Data Streaming with Kafka and Twilio Messaging

Time to read:

June 03, 2025

Written by

Desmond Obisi

Contributor

Reviewed by

Dhruv Patel

Twilion

Explaining Data Streaming using Kafka and Twilio Messaging

The ability to handle and process data in real time has become a critical requirement for many businesses. From sending instant notifications to managing live updates, companies need systems that can process vast streams of data quickly and efficiently. This is where data streaming comes into play, offering a way to continuously ingest, process, and analyze data as it flows in from various sources.

At the core of many real-time data architectures is Apache Kafka, a robust distributed streaming platform designed to handle high-throughput, fault-tolerant data streams. It excels at delivering data streams reliably between producers and consumers, making it a go-to solution for enterprises requiring real-time data processing.

In this article, you’ll learn how Kafka’s real-time streaming capabilities can be combined with Twilio’s messaging services to create efficient, scalable, and responsive communication systems. Whether you’re working on an alert system, notifications for customer transactions, or any other real-time data application, this guide will walk you through the integration of these two powerful tools.

Prerequisite

Here are what you need to follow along in this tutorial

Node.js installed
A free Twilio account ( sign up with Twilio for free).
A Kafka server (locally or live) or Docker/ docker-compose is installed in your local machine.
Install Ngrok and make sure it’s authenticated.

What is Apache Kafka

Apache Kafka is an open-source distributed streaming platform designed for building real-time data pipelines and streaming applications. It was originally developed by LinkedIn to handle their own data needs but was later open-sourced in 2011. Kafka is now widely used by companies across various industries to handle high-throughput, low-latency data streams.

Kafka's architecture revolves around publish-subscribe messaging, where producers publish data to Kafka topics, and consumers subscribe to those topics to read the data. This model allows for the decoupling of producers and consumers, enabling Kafka to handle a wide variety of use cases from real-time analytics to event sourcing. Kafka’s key components include:

Topics: The message categories or queues to which producers send messages.
Producers: Clients that send data to Kafka.
Consumers: Clients that read data from Kafka topics.
Brokers: Kafka servers that handle the persistence and distribution of data across multiple nodes.

Kafka stands out because of its fault-tolerance, horizontal scalability, and ability to handle massive volumes of data with very low latency.
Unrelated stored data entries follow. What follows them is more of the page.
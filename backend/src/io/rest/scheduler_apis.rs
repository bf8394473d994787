//! # REST API for the Scheduler
//!
//! A single admin endpoint running one reminder and overdue pass for
//! an account. The caller may pin `now` for replay and testing.

use axum::{
    extract::{Path, State},
    http::StatusCode,
    response::{IntoResponse, Json},
    routing::post,
    Router,
};
use chrono::{DateTime, Utc};
use log::{error, info};

use crate::domain::commands::scheduler::RunSchedulerCommand;
use crate::io::rest::error_status;
use crate::AppState;
use shared::{RunSchedulerRequest, SchedulerRunResponse};

/// Create a router for scheduler related APIs
pub fn router() -> Router<AppState> {
    Router::new().route("/run", post(run_scheduler))
}

async fn run_scheduler(
    State(state): State<AppState>,
    Path(account_id): Path<String>,
    Json(request): Json<RunSchedulerRequest>,
) -> impl IntoResponse {
    info!("POST /api/accounts/{}/scheduler/run", account_id);

    let now = match request.now {
        Some(value) => match DateTime::parse_from_rfc3339(&value) {
            Ok(instant) => instant.with_timezone(&Utc),
            Err(e) => {
                return (
                    StatusCode::BAD_REQUEST,
                    format!("Invalid instant '{}': {}", value, e),
                )
                    .into_response()
            }
        },
        None => Utc::now(),
    };

    let command = RunSchedulerCommand { account_id, now };

    match state.scheduler_service.run(command) {
        Ok(result) => {
            let response = SchedulerRunResponse {
                actions_applied: result.actions.len(),
                details: result
                    .actions
                    .into_iter()
                    .map(|action| format!("{} {}", action.entity_id, action.action))
                    .collect(),
            };
            (StatusCode::OK, Json(response)).into_response()
        }
        Err(e) => {
            error!("Scheduler run failed: {}", e);
            (error_status(&e), e.to_string()).into_response()
        }
    }
}
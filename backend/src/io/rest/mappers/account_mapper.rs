use shared::{Account, AccountConfig, UpdateAccountConfigRequest};

use crate::domain::models::account::{
    AccountConfig as DomainAccountConfig, DomainAccount,
};

pub struct AccountMapper;

impl AccountMapper {
    pub fn to_dto(domain: DomainAccount) -> Account {
        Account {
            id: domain.id,
            company_name: domain.company_name,
            created_at: domain.created_at.to_rfc3339(),
        }
    }

    pub fn to_dto_list(accounts: Vec<DomainAccount>) -> Vec<Account> {
        accounts.into_iter().map(Self::to_dto).collect()
    }

    pub fn config_to_dto(domain: DomainAccountConfig) -> AccountConfig {
        AccountConfig {
            company_name: domain.company_name,
            hourly_rate: domain.hourly_rate,
            margin_percentage: domain.margin_percentage,
            deposit_percentage: domain.deposit_percentage,
            vat_rate: domain.vat_rate,
            iban: domain.iban,
            bic: domain.bic,
        }
    }

    /// Apply a partial update request on top of the current config.
    pub fn merge_config_request(
        current: DomainAccountConfig,
        request: UpdateAccountConfigRequest,
    ) -> DomainAccountConfig {
        DomainAccountConfig {
            company_name: request.company_name.unwrap_or(current.company_name),
            hourly_rate: request.hourly_rate.unwrap_or(current.hourly_rate),
            margin_percentage: request
                .margin_percentage
                .unwrap_or(current.margin_percentage),
            deposit_percentage: request
                .deposit_percentage
                .unwrap_or(current.deposit_percentage),
            vat_rate: request.vat_rate.unwrap_or(current.vat_rate),
            iban: request.iban.unwrap_or(current.iban),
            bic: request.bic.unwrap_or(current.bic),
        }
    }
}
It is often used in scenarios such as event streaming, monitoring, and log aggregation—making it ideal for businesses needing real-time insights and notifications.

Use case with Twilio WhatsApp API

There are many use cases where we can utilize Kafka and Twilio Messaging API to handle data ingestion and messaging in services or applications. In this section, we will be building a proof of concept for real time monitoring and alert systems for a financial institution. This service detects when a transaction exceeds a threshold in the data pipeline and triggers a notification to the admin via WhatsApp and flag the account for review.

Setting up Twilio account

To set up our Twilio account, sign up for an account and login into your Twilio Console using your account details. From the toolbar's Account menu, select API Keys and Tokens. Take note of the test credentials as shown in the photo below, which include the Account SID and Auth Token, we will use them later in your application.
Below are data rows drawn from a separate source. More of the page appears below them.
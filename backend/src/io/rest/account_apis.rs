//! # REST API for Accounts
//!
//! Account creation plus the per-account configuration used to price
//! quotes. Changing the configuration recomputes deposits on quotes
//! still open for negotiation.

use axum::{
    extract::{Path, State},
    http::StatusCode,
    response::{IntoResponse, Json},
    routing::get,
    Router,
};
use log::{error, info};

use crate::domain::commands::accounts::{CreateAccountCommand, UpdateAccountConfigCommand};
use crate::io::rest::error_status;
use crate::io::rest::mappers::AccountMapper;
use crate::AppState;
use shared::{
    AccountConfigResponse, AccountListResponse, AccountResponse, CreateAccountRequest,
    UpdateAccountConfigRequest,
};

/// Create a router for account related APIs
pub fn router() -> Router<AppState> {
    Router::new()
        .route("/", get(list_accounts).post(create_account))
        .route("/:account_id", get(get_account))
        .route("/:account_id/config", get(get_config).put(update_config))
}

async fn create_account(
    State(state): State<AppState>,
    Json(request): Json<CreateAccountRequest>,
) -> impl IntoResponse {
    info!("POST /api/accounts");

    let command = CreateAccountCommand {
        company_name: request.company_name,
    };

    match state.account_service.create_account(command) {
        Ok(account) => {
            let response = AccountResponse {
                account: AccountMapper::to_dto(account),
                success_message: "Account created".to_string(),
            };
            (StatusCode::CREATED, Json(response)).into_response()
        }
        Err(e) => {
            error!("Failed to create account: {}", e);
            (error_status(&e), e.to_string()).into_response()
        }
    }
}

async fn list_accounts(State(state): State<AppState>) -> impl IntoResponse {
    match state.account_service.list_accounts() {
        Ok(accounts) => {
            let response = AccountListResponse {
                accounts: AccountMapper::to_dto_list(accounts),
            };
            (StatusCode::OK, Json(response)).into_response()
        }
        Err(e) => {
            error!("Failed to list accounts: {}", e);
            (error_status(&e), e.to_string()).into_response()
        }
    }
}

async fn get_account(
    State(state): State<AppState>,
    Path(account_id): Path<String>,
) -> impl IntoResponse {
    match state.account_service.get_account(&account_id) {
        Ok(account) => {
            let response = AccountResponse {
                account: AccountMapper::to_dto(account),
                success_message: String::new(),
            };
            (StatusCode::OK, Json(response)).into_response()
        }
        Err(e) => {
            error!("Failed to get account {}: {}", account_id, e);
            (error_status(&e), e.to_string()).into_response()
        }
    }
}

async fn get_config(
    State(state): State<AppState>,
    Path(account_id): Path<String>,
) -> impl IntoResponse {
    match state.account_service.get_config(&account_id) {
        Ok(config) => {
            let response = AccountConfigResponse {
                config: AccountMapper::config_to_dto(config),
                success_message: String::new(),
            };
            (StatusCode::OK, Json(response)).into_response()
        }
        Err(e) => {
            error!("Failed to get config for {}: {}", account_id, e);
            (error_status(&e), e.to_string()).into_response()
        }
    }
}

async fn update_config(
    State(state): State<AppState>,
    Path(account_id): Path<String>,
    Json(request): Json<UpdateAccountConfigRequest>,
) -> impl IntoResponse {
    info!("PUT /api/accounts/{}/config", account_id);

    let current = match state.account_service.get_config(&account_id) {
        Ok(config) => config,
        Err(e) => {
            error!("Failed to load config for {}: {}", account_id, e);
            return (error_status(&e), e.to_string()).into_response();
        }
    };

    let command = UpdateAccountConfigCommand {
        account_id,
        config: AccountMapper::merge_config_request(current, request),
    };

    match state.account_service.update_config(command) {
        Ok(result) => {
            let message = if result.recomputed_quote_ids.is_empty() {
                "Configuration updated".to_string()
            } else {
                format!(
                    "Configuration updated, {} quote(s) recomputed",
                    result.recomputed_quote_ids.len()
                )
            };
            let response = AccountConfigResponse {
                config: AccountMapper::config_to_dto(result.config),
                success_message: message,
            };
            (StatusCode::OK, Json(response)).into_response()
        }
        Err(e) => {
            error!("Failed to update config: {}", e);
            (error_status(&e), e.to_string()).into_response()
        }
    }
}

#[cfg(test)]
mod tests {
    use crate::initialize_backend;
    use axum::body::Body;
    use axum::http::{Request, StatusCode};
    use serde_json::{json, Value};
    use tempfile::TempDir;
    use tower::util::ServiceExt; // for `oneshot`

    async fn test_app() -> (axum::Router, TempDir) {
        let temp_dir = TempDir::new().expect("Failed to create temp dir");
        let state = initialize_backend(temp_dir.path()).expect("Failed to initialize backend");
        (crate::create_router(state), temp_dir)
    }

    async fn send(
        app: &axum::Router,
        method: &str,
        uri: &str,
        body: Option<Value>,
    ) -> (StatusCode, Value) {
        let request = Request::builder()
            .method(method)
            .uri(uri)
            .header("content-type", "application/json")
            .body(match body {
                Some(value) => Body::from(value.to_string()),
                None => Body::empty(),
            })
            .unwrap();

        let response = app.clone().oneshot(request).await.unwrap();
        let status = response.status();
        let bytes = axum::body::to_bytes(response.into_body(), usize::MAX)
            .await
            .unwrap();
        let value = serde_json::from_slice(&bytes).unwrap_or(Value::Null);
        (status, value)
    }

    #[tokio::test]
    async fn test_account_creation_and_config_defaults() {
        let (app, _temp_dir) = test_app().await;

        let (status, account) = send(
            &app,
            "POST",
            "/api/accounts",
            Some(json!({"company_name": "Menuiserie Blanchet"})),
        )
        .await;
        assert_eq!(status, StatusCode::CREATED);
        let account_id = account["account"]["id"].as_str().unwrap().to_string();

        let (status, config) = send(
            &app,
            "GET",
            &format!("/api/accounts/{}/config", account_id),
            None,
        )
        .await;
        assert_eq!(status, StatusCode::OK);
        assert_eq!(config["config"]["company_name"], "Menuiserie Blanchet");
        assert_eq!(config["config"]["deposit_percentage"], 30.0);
        assert_eq!(config["config"]["vat_rate"], 20.0);
    }

    #[tokio::test]
    async fn test_config_update_recomputes_open_quotes() {
        let (app, _temp_dir) = test_app().await;

        let (_, account) = send(
            &app,
            "POST",
            "/api/accounts",
            Some(json!({"company_name": "Plomberie Rivet"})),
        )
        .await;
        let account_id = account["account"]["id"].as_str().unwrap().to_string();

        let (_, quote) = send(
            &app,
            "POST",
            &format!("/api/accounts/{}/quotes", account_id),
            Some(json!({
                "client_ref": "client::1",
                "description": "Remplacement chauffe-eau",
                "items": [{"description": "Chauffe-eau 200L", "quantity": 1.0, "unit_price": 700.0}]
            })),
        )
        .await;
        let quote_id = quote["quote"]["id"].as_str().unwrap().to_string();
        assert_eq!(quote["quote"]["deposit_amount"], 252.0);

        let (status, config) = send(
            &app,
            "PUT",
            &format!("/api/accounts/{}/config", account_id),
            Some(json!({"deposit_percentage": 50.0})),
        )
        .await;
        assert_eq!(status, StatusCode::OK);
        assert_eq!(config["config"]["deposit_percentage"], 50.0);
        assert!(config["success_message"]
            .as_str()
            .unwrap()
            .contains("1 quote(s) recomputed"));

        let (_, quote) = send(
            &app,
            "GET",
            &format!("/api/accounts/{}/quotes/{}", account_id, quote_id),
            None,
        )
        .await;
        assert_eq!(quote["quote"]["deposit_amount"], 420.0);
    }

    #[tokio::test]
    async fn test_invalid_percentage_is_rejected() {
        let (app, _temp_dir) = test_app().await;

        let (_, account) = send(
            &app,
            "POST",
            "/api/accounts",
            Some(json!({"company_name": "Couverture Morel"})),
        )
        .await;
        let account_id = account["account"]["id"].as_str().unwrap().to_string();

        let (status, _) = send(
            &app,
            "PUT",
            &format!("/api/accounts/{}/config", account_id),
            Some(json!({"vat_rate": 130.0})),
        )
        .await;
        assert_eq!(status, StatusCode::BAD_REQUEST);
    }
}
Remember not to share these keys as it will give anyone with it access to your Twilio account and they can perform unauthorized activities

Setting up Twilio WhatsApp Sandbox

Access your Twilio Console dashboard and navigate to the WhatsApp sandbox in your account. This sandbox is designed to enable us to test our application in a development environment without requiring approval from WhatsApp. To access the sandbox, select Messaging from the left-hand menu, followed by Try It Out, and then Send A WhatsApp Message. From the sandbox tab, take note of the Twilio phone number and the join code. We will add the Twilio WhatsApp phone number to our .env file for later use.

Building the application services

Now that we have our Twilio account and sandbox set up, let’s get into building the demo application. Remember, this application ingests streams of transaction data via Kafka from one service to another and triggers a notification when a certain threshold is exceeded using Twilio.

First, create a new directory for the project and navigate into it:

mkdir twilio-kafka
cd twilio-kafka

Then, create a new Node.js project using the npm command:

npm init -y

Next, install the following dependencies:

npm install dotenv express kafkajs node-cron mongoose twilio @faker-js/faker

dotenv: Zero-dependency module that loads environment variables from an env file into process.env.
express: Minimal Node.js web application framework.
kafkajs: Kafka client for Node.js.
node-cron: Simple and lightweight cron-like job scheduler for Node.js.
twilio: Twilio Node.js client SDK for utilizing Twilio in Node.js applications.
faker-js: Module for generating dummy fake data for our data ingestion.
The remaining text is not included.